Task: Wherever a line in the data below holds "into", copy that line.

(Extracted material Opens)

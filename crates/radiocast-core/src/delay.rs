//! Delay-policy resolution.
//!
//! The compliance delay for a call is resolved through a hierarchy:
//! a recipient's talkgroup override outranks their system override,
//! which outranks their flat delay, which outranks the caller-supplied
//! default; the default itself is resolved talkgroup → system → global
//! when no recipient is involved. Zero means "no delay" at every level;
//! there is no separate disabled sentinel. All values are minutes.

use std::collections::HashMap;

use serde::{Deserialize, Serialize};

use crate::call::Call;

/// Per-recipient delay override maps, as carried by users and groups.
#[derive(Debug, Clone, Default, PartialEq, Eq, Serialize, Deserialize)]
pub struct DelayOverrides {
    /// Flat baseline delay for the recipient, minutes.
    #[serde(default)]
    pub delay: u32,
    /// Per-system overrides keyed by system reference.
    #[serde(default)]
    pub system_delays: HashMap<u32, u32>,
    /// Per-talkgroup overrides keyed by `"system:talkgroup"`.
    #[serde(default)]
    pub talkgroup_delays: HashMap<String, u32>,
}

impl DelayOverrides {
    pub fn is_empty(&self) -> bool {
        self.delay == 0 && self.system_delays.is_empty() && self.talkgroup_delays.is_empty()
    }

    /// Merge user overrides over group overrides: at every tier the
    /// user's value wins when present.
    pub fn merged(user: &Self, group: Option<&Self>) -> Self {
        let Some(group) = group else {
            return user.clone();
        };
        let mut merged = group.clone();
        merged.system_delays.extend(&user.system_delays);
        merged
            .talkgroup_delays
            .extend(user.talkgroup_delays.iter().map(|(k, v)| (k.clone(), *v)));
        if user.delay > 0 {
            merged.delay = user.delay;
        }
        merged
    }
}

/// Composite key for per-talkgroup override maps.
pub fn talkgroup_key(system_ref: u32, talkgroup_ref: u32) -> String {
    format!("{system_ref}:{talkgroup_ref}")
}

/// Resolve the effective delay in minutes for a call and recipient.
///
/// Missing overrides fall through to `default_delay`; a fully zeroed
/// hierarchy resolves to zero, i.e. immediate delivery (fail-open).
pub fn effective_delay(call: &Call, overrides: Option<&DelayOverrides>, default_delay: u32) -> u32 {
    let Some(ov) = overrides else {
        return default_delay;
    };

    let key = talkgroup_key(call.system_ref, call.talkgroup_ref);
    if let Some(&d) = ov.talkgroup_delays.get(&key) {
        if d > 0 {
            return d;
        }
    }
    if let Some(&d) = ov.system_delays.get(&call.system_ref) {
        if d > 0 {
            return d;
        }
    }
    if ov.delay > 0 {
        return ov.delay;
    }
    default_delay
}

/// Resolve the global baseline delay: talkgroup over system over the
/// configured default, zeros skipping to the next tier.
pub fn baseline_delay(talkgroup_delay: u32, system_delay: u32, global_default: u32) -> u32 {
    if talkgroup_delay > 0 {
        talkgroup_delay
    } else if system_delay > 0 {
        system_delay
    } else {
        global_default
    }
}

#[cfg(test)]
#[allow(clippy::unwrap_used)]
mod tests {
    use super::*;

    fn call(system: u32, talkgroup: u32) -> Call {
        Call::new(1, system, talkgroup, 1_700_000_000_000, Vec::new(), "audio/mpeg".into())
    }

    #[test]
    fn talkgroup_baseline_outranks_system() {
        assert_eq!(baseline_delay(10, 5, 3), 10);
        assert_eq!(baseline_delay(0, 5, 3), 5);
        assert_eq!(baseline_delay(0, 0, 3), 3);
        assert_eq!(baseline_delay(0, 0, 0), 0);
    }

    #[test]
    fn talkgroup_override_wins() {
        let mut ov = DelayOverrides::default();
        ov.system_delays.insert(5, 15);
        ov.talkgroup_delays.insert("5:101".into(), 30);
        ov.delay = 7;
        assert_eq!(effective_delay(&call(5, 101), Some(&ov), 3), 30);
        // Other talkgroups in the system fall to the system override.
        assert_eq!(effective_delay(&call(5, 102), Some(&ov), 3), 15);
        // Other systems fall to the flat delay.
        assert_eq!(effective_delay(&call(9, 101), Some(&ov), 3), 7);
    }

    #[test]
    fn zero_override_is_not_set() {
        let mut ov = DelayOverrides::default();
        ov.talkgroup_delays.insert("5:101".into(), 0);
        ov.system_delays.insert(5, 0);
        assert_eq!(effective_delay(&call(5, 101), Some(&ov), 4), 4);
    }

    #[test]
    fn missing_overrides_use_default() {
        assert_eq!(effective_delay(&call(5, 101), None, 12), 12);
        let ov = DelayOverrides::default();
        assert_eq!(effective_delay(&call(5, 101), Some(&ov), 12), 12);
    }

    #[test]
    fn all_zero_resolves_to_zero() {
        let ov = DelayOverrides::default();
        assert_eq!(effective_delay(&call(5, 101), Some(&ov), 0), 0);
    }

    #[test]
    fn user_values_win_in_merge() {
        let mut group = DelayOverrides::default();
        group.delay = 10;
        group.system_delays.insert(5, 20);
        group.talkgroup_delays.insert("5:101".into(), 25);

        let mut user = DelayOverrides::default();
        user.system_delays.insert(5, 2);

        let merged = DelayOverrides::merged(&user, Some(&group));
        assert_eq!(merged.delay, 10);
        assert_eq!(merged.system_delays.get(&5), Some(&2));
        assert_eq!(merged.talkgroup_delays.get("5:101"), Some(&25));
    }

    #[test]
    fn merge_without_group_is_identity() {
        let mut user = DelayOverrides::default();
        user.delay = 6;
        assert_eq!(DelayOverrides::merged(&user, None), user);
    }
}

(Extracted material Closes)
(Extracted material Opens)

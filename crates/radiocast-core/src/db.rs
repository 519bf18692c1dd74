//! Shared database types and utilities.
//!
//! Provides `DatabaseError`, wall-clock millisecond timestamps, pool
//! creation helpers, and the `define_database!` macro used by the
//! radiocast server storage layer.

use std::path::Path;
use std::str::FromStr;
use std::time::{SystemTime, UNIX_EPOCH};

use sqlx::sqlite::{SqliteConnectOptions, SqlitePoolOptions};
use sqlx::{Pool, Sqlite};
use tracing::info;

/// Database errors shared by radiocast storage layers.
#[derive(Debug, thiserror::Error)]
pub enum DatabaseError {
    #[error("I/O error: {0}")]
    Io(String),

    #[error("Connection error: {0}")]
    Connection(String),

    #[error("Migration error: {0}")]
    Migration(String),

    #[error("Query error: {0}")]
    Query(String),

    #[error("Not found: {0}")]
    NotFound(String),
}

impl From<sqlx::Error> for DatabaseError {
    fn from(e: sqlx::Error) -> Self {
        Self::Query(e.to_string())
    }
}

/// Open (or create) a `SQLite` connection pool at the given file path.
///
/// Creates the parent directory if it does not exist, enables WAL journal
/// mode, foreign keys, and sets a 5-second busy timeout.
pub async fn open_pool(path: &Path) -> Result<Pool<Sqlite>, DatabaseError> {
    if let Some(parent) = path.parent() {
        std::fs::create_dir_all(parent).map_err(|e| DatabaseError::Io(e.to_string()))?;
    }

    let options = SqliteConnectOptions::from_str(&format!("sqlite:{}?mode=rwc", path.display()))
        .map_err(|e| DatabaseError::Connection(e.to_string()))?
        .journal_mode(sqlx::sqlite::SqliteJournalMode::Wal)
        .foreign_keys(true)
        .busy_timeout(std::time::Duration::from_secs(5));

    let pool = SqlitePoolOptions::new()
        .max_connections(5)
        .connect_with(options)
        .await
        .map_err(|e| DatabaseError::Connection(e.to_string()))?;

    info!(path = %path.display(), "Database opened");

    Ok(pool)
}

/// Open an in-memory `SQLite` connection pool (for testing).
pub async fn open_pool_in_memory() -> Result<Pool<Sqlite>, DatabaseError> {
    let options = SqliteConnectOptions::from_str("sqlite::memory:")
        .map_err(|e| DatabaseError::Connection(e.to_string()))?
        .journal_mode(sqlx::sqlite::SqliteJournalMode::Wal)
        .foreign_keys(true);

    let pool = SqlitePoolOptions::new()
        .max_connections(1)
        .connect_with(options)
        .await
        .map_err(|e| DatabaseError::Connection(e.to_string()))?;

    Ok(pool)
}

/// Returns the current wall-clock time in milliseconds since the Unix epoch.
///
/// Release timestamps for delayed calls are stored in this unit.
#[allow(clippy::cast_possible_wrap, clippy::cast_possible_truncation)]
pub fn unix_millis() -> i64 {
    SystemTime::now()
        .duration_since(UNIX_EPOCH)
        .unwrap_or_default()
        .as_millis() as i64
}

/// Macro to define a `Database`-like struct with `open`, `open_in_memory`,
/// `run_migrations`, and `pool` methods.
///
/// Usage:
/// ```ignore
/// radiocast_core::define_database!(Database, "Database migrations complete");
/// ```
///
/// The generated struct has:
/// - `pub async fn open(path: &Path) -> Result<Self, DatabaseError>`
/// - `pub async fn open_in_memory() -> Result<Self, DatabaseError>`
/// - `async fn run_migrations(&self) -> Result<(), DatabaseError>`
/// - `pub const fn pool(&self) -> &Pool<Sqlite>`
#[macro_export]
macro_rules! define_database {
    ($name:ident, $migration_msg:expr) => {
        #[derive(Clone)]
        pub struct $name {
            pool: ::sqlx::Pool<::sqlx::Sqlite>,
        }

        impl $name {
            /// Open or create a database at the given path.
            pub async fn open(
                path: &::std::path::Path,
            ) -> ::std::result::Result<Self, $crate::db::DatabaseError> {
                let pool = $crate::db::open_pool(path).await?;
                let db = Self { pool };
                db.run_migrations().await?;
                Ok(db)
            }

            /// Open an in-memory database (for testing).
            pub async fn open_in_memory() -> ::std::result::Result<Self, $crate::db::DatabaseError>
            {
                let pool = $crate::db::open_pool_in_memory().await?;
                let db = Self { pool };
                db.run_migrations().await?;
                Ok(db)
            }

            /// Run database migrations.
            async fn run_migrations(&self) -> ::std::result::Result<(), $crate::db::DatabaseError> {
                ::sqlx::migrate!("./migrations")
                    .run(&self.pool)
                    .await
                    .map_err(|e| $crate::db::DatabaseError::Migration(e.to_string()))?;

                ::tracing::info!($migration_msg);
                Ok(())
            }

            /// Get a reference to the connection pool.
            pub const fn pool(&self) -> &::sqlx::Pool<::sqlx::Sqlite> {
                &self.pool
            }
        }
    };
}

(Extracted material Closes)

Output:
        Call::new(1, system, talkgroup, 1_700_000_000_000, Vec::new(), "audio/mpeg".into())
        ov.talkgroup_delays.insert("5:101".into(), 30);
        ov.talkgroup_delays.insert("5:101".into(), 0);
        group.talkgroup_delays.insert("5:101".into(), 25);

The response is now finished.